Surf and water safety:
Australia has more beaches than any other nation. Popular beaches are likely to have a patrolled area during the warmer months of October to April. For your own safety, you should never swim or surf alone, but should do so between the flags. Beware of venomous jellyfish such as the Box Jellyfish from October to May which occur in northern Australia's waters including North-west Australia, Northern Territory, and Northern Queensland. This includes islands. However, the Outer Barrier Reef area is usually free of venomous jellyfish. Warning signs will be displayed at frequented beaches. Some beaches provide protective enclosures to allow swimming during the at-risk months. Crocodiles live in Northern Australia. They exist in rivers, freshwater lagoons, swamps, and beaches near rivers. Never camp within 50 metres of a river or the sea and don't leave food or rubbish near the water.

Seasons & clothing:
December to February is summer in Australia. The temperature ranges from warm to hot. Wear lightweight clothes, but bring a jacket or sweater as the nights can be cooler. In winter months (June to August), wear warmer clothes and a jacket or light coat. Tropical areas suit lightweight clothing all year round.

Phones:
Local calls from payphones are charged at a flat fee of $A0.50 for the duration of the call. International calls are charged by the minute.
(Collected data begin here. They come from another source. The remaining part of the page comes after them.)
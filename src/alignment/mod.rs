//! Alignment model: keyword vocabulary, spec parsing and flipping

pub mod lexer;
pub mod parser;
pub mod types;

pub use parser::{parse_to_alignment, parse_to_combined, AlignmentSpec};
pub use types::{Alignment, HorizontalAlignment, VerticalAlignment};
//! Card fragments for the three visual states of a phase.

use std::fmt::Write as _;

use phases_core::{
    format_number, AccentColor, AccentGenerator, CardKey, PhaseDetail, PhaseSummary, TextColor,
};
use rand::rngs::StdRng;
use rand::Rng;
use serde::Serialize;

/// Tag palette that stays distinguishable on the card background.
#[derive(Debug, Clone, Copy, PartialEq, Eq, Serialize)]
#[serde(rename_all = "snake_case")]
pub enum TagTone {
    /// Light tags for white text on a dark background.
    OnDark,
    /// Dark tags for black text on a light background.
    OnLight,
}

impl TagTone {
    pub fn for_text(text: TextColor) -> Self {
        match text {
            TextColor::White => TagTone::OnDark,
            TextColor::Black => TagTone::OnLight,
        }
    }

    pub fn css(self) -> &'static str {
        match self {
            TagTone::OnDark => {
                "background-color: rgba(255, 255, 255, 0.18); border-color: rgba(255, 255, 255, 0.4); color: white"
            }
            TagTone::OnLight => {
                "background-color: rgba(0, 0, 0, 0.12); border-color: rgba(0, 0, 0, 0.3); color: black"
            }
        }
    }
}

/// Inline style applied to the card node itself.
#[derive(Debug, Clone, Default, PartialEq, Serialize)]
pub struct CardStyle {
    pub background: Option<String>,
    pub foreground: Option<TextColor>,
}

impl CardStyle {
    /// Declarations for a `style` attribute; empty for unstyled cards.
    pub fn to_css(&self) -> String {
        let mut css = String::new();
        if let Some(background) = &self.background {
            let _ = write!(css, "background-color: {background};");
        }
        if let Some(foreground) = self.foreground {
            if !css.is_empty() {
                css.push(' ');
            }
            let _ = write!(css, "color: {foreground};");
        }
        css
    }
}

/// Full replacement content for the node owned by one phase key.
#[derive(Debug, Clone, PartialEq, Serialize)]
pub struct CardFragment {
    pub key: CardKey,
    pub markup: String,
    pub style: CardStyle,
    /// `false` means the node is mounted hidden and revealed on the next tick.
    pub visible: bool,
}

/// Renders phase cards, drawing one accent color per populated card.
#[derive(Debug, Clone)]
pub struct CardRenderer<R = StdRng> {
    accents: AccentGenerator<R>,
}

impl Default for CardRenderer<StdRng> {
    fn default() -> Self {
        Self::new(AccentGenerator::from_entropy())
    }
}

impl CardRenderer<StdRng> {
    pub fn seeded(seed: u64) -> Self {
        Self::new(AccentGenerator::seeded(seed))
    }
}

impl<R: Rng> CardRenderer<R> {
    pub fn new(accents: AccentGenerator<R>) -> Self {
        Self { accents }
    }

    /// Full card with a fresh accent background.
    pub fn render_populated(
        &mut self,
        key: &CardKey,
        summary: &PhaseSummary,
        detail: &PhaseDetail,
    ) -> CardFragment {
        let accent = self.accents.generate();
        render_populated_with(key, summary, detail, accent)
    }
}

/// Period and track count; everything else as loading skeletons.
pub fn render_placeholder(key: &CardKey, summary: &PhaseSummary) -> CardFragment {
    let mut markup = header(summary, None);
    markup.push_str(&stats(summary, None));
    markup.push_str(
        r#"<div class="phase-detail"><p class="skeleton skeleton-text"></p><p class="skeleton skeleton-text short"></p><div class="skeleton skeleton-tags"></div></div>"#,
    );

    CardFragment {
        key: key.clone(),
        markup,
        style: CardStyle::default(),
        visible: true,
    }
}

/// Keeps the shell and placeholder statistics; only the detail region changes.
pub fn render_error(key: &CardKey, summary: &PhaseSummary) -> CardFragment {
    let mut markup = header(summary, None);
    markup.push_str(&stats(summary, None));
    let _ = write!(
        markup,
        r#"<div class="phase-detail"><p class="phase-error">Could not load details for {}.</p></div>"#,
        escape_html(&summary.phase_period)
    );

    CardFragment {
        key: key.clone(),
        markup,
        style: CardStyle::default(),
        visible: true,
    }
}

/// Populated card for a given accent. Same inputs give the same fragment.
pub fn render_populated_with(
    key: &CardKey,
    summary: &PhaseSummary,
    detail: &PhaseDetail,
    accent: AccentColor,
) -> CardFragment {
    let foreground = accent.foreground();
    let tone = TagTone::for_text(foreground);
    let name = detail.display_name(summary);

    let mut markup = String::new();
    let _ = write!(
        markup,
        r#"<img class="phase-cover" src="{}" alt="Cover art for {}">"#,
        escape_html(detail.cover_url(summary)),
        escape_html(&summary.phase_period)
    );
    markup.push_str(&header(summary, Some(&name)));
    markup.push_str(&stats(summary, Some(detail)));

    markup.push_str(r#"<div class="phase-detail">"#);
    let _ = write!(
        markup,
        r#"<p class="phase-summary">{}</p>"#,
        escape_html(detail.display_summary())
    );
    markup.push_str(r#"<ul class="phase-tracks">"#);
    for track in detail.samples(summary) {
        let _ = write!(markup, "<li>{}</li>", escape_html(track));
    }
    markup.push_str(r#"</ul><div class="phase-tags">"#);
    for genre in detail.genres() {
        let _ = write!(
            markup,
            r#"<span class="tag" style="{}">{}</span>"#,
            tone.css(),
            escape_html(genre)
        );
    }
    markup.push_str("</div></div>");

    CardFragment {
        key: key.clone(),
        markup,
        style: CardStyle {
            background: Some(accent.to_css()),
            foreground: Some(foreground),
        },
        visible: false,
    }
}

fn header(summary: &PhaseSummary, name: Option<&str>) -> String {
    let title = match name {
        Some(name) => format!(r#"<h3 class="phase-name">{}</h3>"#, escape_html(name)),
        None => r#"<h3 class="phase-name skeleton skeleton-title"></h3>"#.to_string(),
    };
    format!(
        r#"<div class="phase-header"><span class="phase-period">{}</span>{title}</div>"#,
        escape_html(&summary.phase_period)
    )
}

fn stats(summary: &PhaseSummary, detail: Option<&PhaseDetail>) -> String {
    let mut out = format!(
        r#"<div class="phase-stats"><span class="stat">{}</span>"#,
        songs_saved(summary.track_count)
    );
    match detail {
        Some(detail) => {
            let _ = write!(
                out,
                r#"<span class="stat">Avg. Release Year: {}</span><span class="stat">Avg. Popularity: {}/100</span>"#,
                detail.average_release_year,
                format_number(detail.average_popularity)
            );
        }
        None => out.push_str(
            r#"<span class="stat skeleton skeleton-stat"></span><span class="stat skeleton skeleton-stat"></span>"#,
        ),
    }
    out.push_str("</div>");
    out
}

fn songs_saved(count: u32) -> String {
    if count == 1 {
        "1 song saved".to_string()
    } else {
        format!("{count} songs saved")
    }
}

/// Escapes text for element content and double-quoted attributes.
pub fn escape_html(value: &str) -> String {
    let mut escaped = String::with_capacity(value.len());
    for ch in value.chars() {
        match ch {
            '&' => escaped.push_str("&amp;"),
            '<' => escaped.push_str("&lt;"),
            '>' => escaped.push_str("&gt;"),
            '"' => escaped.push_str("&quot;"),
            '\'' => escaped.push_str("&#39;"),
            _ => escaped.push(ch),
        }
    }
    escaped
}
The main international prefix is 0011. The free call prefix is 1800. Calls to 1800 numbers may incur a charge The primary emergency phone number in Australia is 000. Mobile phones can be rented, but you can pick up a mobile phone and sim card quite cheaply. You can bring your mobile phone with you, but you need to activate international roaming before you leave your country of origin.

Internet & Email:
Australia has an impressive infrastructure for Internet access both through cable and wireless. Free access is available in some shops, cafes, and public transport.

Electricity:
The Australian and New Zealand three-pin power outlet is different from other countries, so an adaptor is necessary for electronic devices. The electrical current in Australia is 220-240 volts, AC 50Hz.

Postal services:
Post offices usually open Monday to Friday from 9.00am to 5.00pm, Some open on Saturday. Travellers can request to collect their mail at a post office of their designation. The service is free for mail held for no more than 30 days. Mail picked up this way should be marked 'Poste Restante' and must have your name on the envelope. To pick up your mail, you need to show your passport which must match the name on the envelope.

Time zones:
Australia has three time zones. Eastern Standard Time (EST) includes New South Wales, Victoria, Queensland, Australian Capital Territory, and Tasmania. Central Standard Time (CST) includes the Northern Territory and South Australia. Western Standard Time (WST) includes Western Australia only. EST is half an hour ahead of CST and two hours ahead of WST. Daylight saving extends from the end of October to the end of March in New South Wales, Victoria, Australian Capital Territory, and South Australia. Tasmania is slightly longer with daylight saving starting at the beginning of October through to the end of March. There is no daylight saving in Queensland, Western Australia, and the Northern Territory.